Even without availability on China's largest mobile provider, the iPhone's market share in China has grown form 9.9 percent a year ago to 17.3 percent in the June quarter.

Needham & Company analyst Charlie Wolf's quarterly report on the smartphone industry was issued on Monday, and identified the "big news" of the quarter as the emergence of China as the leading smartphone market. Smartphone shipments in China grew 164 percent year over year to 33.1 million units in the June quarter, topping the 25 million units sold in the U.S.

Among mobile operating systems, Apple's iOS took a 17.3 percent share according to data from Gartner. Much of its growth from 9.9 percent a year ago stems from the launch of the iPhone on China Telecom this year.

But while Apple has deals in place with both China Telecom and China Unicom, the company has yet to forge a partnership with China Mobile, the largest wireless provider in the world with more than 650 million subscribers. Reports have suggested that Apple's next iPhone will add compatibility with China Mobile's proprietary wireless network.

Apple's 17.3 percent share in China was well behind Google's Android platform, which dominated with 69.5 percent of smartphones sold in the country. Apple took second place, while Nokia finished in third with an 11.2 percent share.

"The surge in China can be traced in part to the introduction of smartphones at materially lower prices that made them competitive with feature phones," Wolf wrote. "A material percentage of these sales were captured by second-tier Chinese manufacturers."

In his latest note, Wolf also tackled the issue of iPhone carrier subsidies, through which carriers pay for a majority of the cost of an iPhone sale by locking customers in to a two-year service contract.
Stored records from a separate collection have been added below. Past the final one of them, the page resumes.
//! Case queries and assignment rules

use super::{parse_uuid, student_exists, LIST_LIMIT};
use crate::models::{Case, CaseStatus, CaseUpdate};
use crate::{Error, Resource, Result};
use sqlx::sqlite::SqliteRow;
use sqlx::{Row, SqlitePool};
use uuid::Uuid;

fn case_from_row(row: &SqliteRow) -> Result<Case> {
    let id: String = row.try_get("id")?;
    let status: String = row.try_get("status")?;
    let assigned: Option<String> = row.try_get("assigned_student_id")?;

    Ok(Case {
        id: parse_uuid("case id", &id)?,
        title: row.try_get("title")?,
        description: row.try_get("description")?,
        category: row.try_get("category")?,
        status: status
            .parse::<CaseStatus>()
            .map_err(|e| Error::corrupt("status", &status, e))?,
        created_at: row.try_get("created_at")?,
        assigned_student_id: assigned
            .as_deref()
            .map(|s| parse_uuid("assigned_student_id", s))
            .transpose()?,
    })
}

pub async fn insert_case(pool: &SqlitePool, case: &Case) -> Result<()> {
    sqlx::query(
        "INSERT INTO cases (id, title, description, category, status, created_at, assigned_student_id) VALUES (?, ?, ?, ?, ?, ?, ?)",
    )
    .bind(case.id.to_string())
    .bind(&case.title)
    .bind(&case.description)
    .bind(&case.category)
    .bind(case.status.as_str())
    .bind(&case.created_at)
    .bind(case.assigned_student_id.map(|id| id.to_string()))
    .execute(pool)
    .await?;

    Ok(())
}

/// Cases in creation order
pub async fn list_cases(pool: &SqlitePool) -> Result<Vec<Case>> {
    let rows = sqlx::query("SELECT * FROM cases ORDER BY created_at, rowid LIMIT ?")
        .bind(LIST_LIMIT)
        .fetch_all(pool)
        .await?;

    rows.iter().map(case_from_row).collect()
}

pub async fn get_case(pool: &SqlitePool, id: Uuid) -> Result<Case> {
    let row = sqlx::query("SELECT * FROM cases WHERE id = ?")
        .bind(id.to_string())
        .fetch_optional(pool)
        .await?
        .ok_or_else(|| Error::NotFound(Resource::Case))?;

    case_from_row(&row)
}

pub async fn cases_for_student(pool: &SqlitePool, student_id: Uuid) -> Result<Vec<Case>> {
    let rows = sqlx::query(
        "SELECT * FROM cases WHERE assigned_student_id = ? ORDER BY created_at, rowid LIMIT ?",
    )
    .bind(student_id.to_string())
    .bind(LIST_LIMIT)
    .fetch_all(pool)
    .await?;

    rows.iter().map(case_from_row).collect()
}

/// Status implied by an assignment change when the caller gave none.
///
/// Assigning an open case marks it assigned; releasing an assigned case
/// reopens it. Any other status is left as is.
pub fn status_after_assignment(current: CaseStatus, assigned: Option<Uuid>) -> CaseStatus {
    match (current, assigned) {
        (CaseStatus::Open, Some(_)) => CaseStatus::Assigned,
        (CaseStatus::Assigned, None) => CaseStatus::Open,
        (status, _) => status,
    }
}

/// Apply a partial update and return the stored case
pub async fn update_case(pool: &SqlitePool, id: Uuid, update: CaseUpdate) -> Result<Case> {
    if update.is_empty() {
        return Err(Error::InvalidInput("No update data provided".to_string()));
    }

    let mut case = get_case(pool, id).await?;

    if let Some(Some(student_id)) = update.assigned_student_id {
        if !student_exists(pool, student_id).await? {
            return Err(Error::InvalidInput(format!(
                "Student {} does not exist",
                student_id
            )));
        }
    }

    if let Some(title) = update.title {
        case.title = title;
    }
    if let Some(description) = update.description {
        case.description = description;
    }
    if let Some(category) = update.category {
        case.category = category;
    }
    if let Some(assigned) = update.assigned_student_id {
        if update.status.is_none() {
            case.status = status_after_assignment(case.status, assigned);
        }
        case.assigned_student_id = assigned;
    }
    if let Some(status) = update.status {
        case.status = status;
    }

    sqlx::query(
        "UPDATE cases SET title = ?, description = ?, category = ?, status = ?, assigned_student_id = ? WHERE id = ?",
    )
    .bind(&case.title)
    .bind(&case.description)
    .bind(&case.category)
    .bind(case.status.as_str())
    .bind(case.assigned_student_id.map(|id| id.to_string()))
    .bind(id.to_string())
    .execute(pool)
    .await?;

    Ok(case)
}

pub async fn delete_case(pool: &SqlitePool, id: Uuid) -> Result<()> {
    let result = sqlx::query("DELETE FROM cases WHERE id = ?")
        .bind(id.to_string())
        .execute(pool)
        .await?;

    if result.rows_affected() == 0 {
        return Err(Error::NotFound(Resource::Case));
    }

    Ok(())
}

/// Remove every case (used by seeding)
pub async fn clear_cases(pool: &SqlitePool) -> Result<u64> {
    let result = sqlx::query("DELETE FROM cases").execute(pool).await?;
    Ok(result.rows_affected())
}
Some carriers have expressed interest in reducing their iPhone subsidies and passing more of the cost of an iPhone sale on to the customer.

Wolf said that while the argument for reducing subsidies for the iPhone may be "seductive," he also believes it's "irrelevant." He believes that the carriers earn more on iPhone sales than they do on sales of competing smartphones with smaller subsidies.

"iPhone owners are more active users of the carriers' networks and generate the highest ARPU rates," he wrote. "Second and more importantly, the iPhone is an iconic brand that virtually sells itself, translating into a subscriber acquisition cost that is far lower than the SAC on competing smartphones."